In the GoodData platform, the LDM is used to perform the following basic functions:

  • Data loading When a data loading process is executed, the GoodData platform references the LDM to determine how the incoming data is written into the designated dataset.
  • Data querying Any request for data submitted from a GoodData interface is passed through the LDM to retrieve the data and to return it to the querying client.

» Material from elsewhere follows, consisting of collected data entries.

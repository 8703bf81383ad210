//! Quotient identification artifacts.
//!
//! All positions are indices into the cleaned boundary cycle, not point ids.

use serde::{Deserialize, Serialize};

/// Short connections per cleaned-cycle position.
#[derive(Clone, Debug, PartialEq, Eq, Serialize, Deserialize)]
pub struct ShortCircuits {
    /// `connections[i]`: positions (ascending) that `i` reaches through a
    /// graph edge while being more than `connection_tol` apart along the cycle.
    pub connections: Vec<Vec<usize>>,
    /// Positions with at least one short connection, ascending.
    pub points: Vec<usize>,
}

impl ShortCircuits {
    pub fn len(&self) -> usize {
        self.connections.len()
    }

    pub fn is_empty(&self) -> bool {
        self.connections.is_empty()
    }
}

#[derive(Clone, Copy, Debug, PartialEq, Eq, Serialize, Deserialize)]
pub enum EdgeKind {
    /// Run of short-circuit points, to be glued.
    Short,
    /// Free boundary between short edges.
    NonShort,
}

/// Contiguous run of cycle positions, in boundary order.
#[derive(Clone, Debug, PartialEq, Eq, Serialize, Deserialize)]
pub struct BoundaryEdge {
    pub kind: EdgeKind,
    pub positions: Vec<usize>,
}

/// Split of the cleaned cycle into short and non-short edges.
#[derive(Clone, Debug, PartialEq, Eq, Serialize, Deserialize)]
pub struct EdgePartition {
    /// Length of the cleaned cycle.
    pub n: usize,
    /// Edges in boundary order.
    pub edges: Vec<BoundaryEdge>,
}

impl EdgePartition {
    pub fn short_edges(&self) -> impl Iterator<Item = &[usize]> + '_ {
        self.of_kind(EdgeKind::Short)
    }

    pub fn non_short_edges(&self) -> impl Iterator<Item = &[usize]> + '_ {
        self.of_kind(EdgeKind::NonShort)
    }

    fn of_kind(&self, kind: EdgeKind) -> impl Iterator<Item = &[usize]> + '_ {
        self.edges
            .iter()
            .filter(move |e| e.kind == kind)
            .map(|e| e.positions.as_slice())
    }

    /// Every position in exactly one edge, each edge cyclically contiguous.
    pub fn is_exact_cover(&self) -> bool {
        if self.n == 0 {
            return self.edges.is_empty();
        }
        let mut seen = vec![false; self.n];
        for e in &self.edges {
            if e.positions.is_empty() {
                return false;
            }
            for w in e.positions.windows(2) {
                if (w[0] + 1) % self.n != w[1] {
                    return false;
                }
            }
            for &p in &e.positions {
                if p >= self.n || seen[p] {
                    return false;
                }
                seen[p] = true;
            }
        }
        seen.into_iter().all(|s| s)
    }
}

/// How two glued edges are identified.
#[derive(Clone, Copy, Debug, PartialEq, Eq, Serialize, Deserialize)]
pub enum Orientation {
    /// Same direction along the boundary (`a … a`, non-orientable).
    Aligned,
    /// Opposite directions (`a … a⁻¹`).
    Reversed,
}

/// A pair of refined short edges glued together.
#[derive(Clone, Copy, Debug, PartialEq, Eq, Serialize, Deserialize)]
pub struct Gluing {
    pub first: usize,
    pub second: usize,
    pub orientation: Orientation,
}

/// Pairings between refined short edges plus their assembly for drawing.
#[derive(Clone, Debug, Default, PartialEq, Eq, Serialize, Deserialize)]
pub struct GluingMap {
    pub pairs: Vec<Gluing>,
    /// Per refined edge: class id shared by transitively glued edges.
    pub class_of: Vec<Option<usize>>,
    /// Per refined edge: draw against the boundary direction.
    pub flipped: Vec<bool>,
}

impl GluingMap {
    pub fn is_empty(&self) -> bool {
        self.pairs.is_empty()
    }
}

/// Everything the identifier derived from one cleaned boundary.
#[derive(Clone, Debug, PartialEq, Eq, Serialize, Deserialize)]
pub struct Quotient {
    pub short_circuits: ShortCircuits,
    pub partition: EdgePartition,
    /// Short edges after splitting self-connected ones, as cycle positions.
    pub refined: Vec<Vec<usize>>,
    pub gluing: GluingMap,
}

#[derive(Clone, Debug, PartialEq, Eq, Serialize, Deserialize)]
pub enum QuotientOutcome {
    /// The cleaned boundary vanished: the whole boundary is one gluing.
    Collapsed,
    Identified(Quotient),
}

Logical Data Model and Your GoodData Workspace

The LDM describes the relationships between abstracted data elements, sets of data that are organized by logical connection rather than associated by how and where they are stored. In GoodData, these logical sets are called datasets. You can think of datasets as of virtual tables.

Each workspace requires an LDM. When properly constructed, the LDM defines the datasets and the connections between them and delivers the power to calculate predefined metrics and reports without forcing the platform to do complicated joins or lookups.

The following image represents a simple LDM visualization in the LDM Modeler. The model is based on the datasets that are used in the GoodData Demo Workspace.

Logical Data Model Components

An LDM is built from the following components:

  • Facts
  • Attributes
  • Dimensions
  • Datasets
  • Connection points

For a comprehensive description of the LDM components, see Logical Data Model Components in GoodData.

Mapping Your Source Data to the Components of the Logical Data Model

See how source data from your enterprise systems is mapped to basic types in the LDM.

Source Data Type

LDM Components


Text value

Attribute in a dataset

All text values are stored as attributes.

Numeric value

Fact in a dataset OR attribute in a dataset

Numbers that you want to aggregate by sum, count, minimum, maximum, or average must be stored as facts.

Numbers that you want to use to slice your data (for example, table size) are stored as attributes.

The same input data can be used in both ways.


Date dataset

A Date dataset stores date-related information. This specific dataset includes a pre-built hierarchy of attributes and dimensions for aggregating by date.

Data Modeling Tools in GoodData

GoodData LDM Modeler

The LDM Modeler is the primary tool for creating, testing, and deploying LDMs in workspaces on the GoodData platform.

Through the LDM Modeler’s drag-and-drop interface, you can build datasets, populate them with fields, and create the connections that enable flexible reporting within your workspace.


The GoodData REST APIs enable developers to programmatically interact with all aspects of their GoodData domain. User, workspace, and data load provisioning can be managed through these structured APIs. Additionally, you can modify individual objects within your workspace, such as metrics, reports, dashboards, data permissions, and the LDM.

To get started with the GoodData REST APIs, see API Reference.

Gray Pages

To make small changes to the technical definition of your deployed workspaces, developers can utilize the gray pages, a form-based interface. Select links displayed in the gray pages to navigate the internals of your workspace definition and use the available form fields to submit changes at the endpoints.

Do not use gray pages as a primary way to interact with your workspaces, as effective navigation requires an understanding of the technical layout of a workspace definition and management of the internal identifiers of your workspace. We recommend using other interfaces where possible.

To get started with the gray pages, see Access the Gray Pages for a Workspace.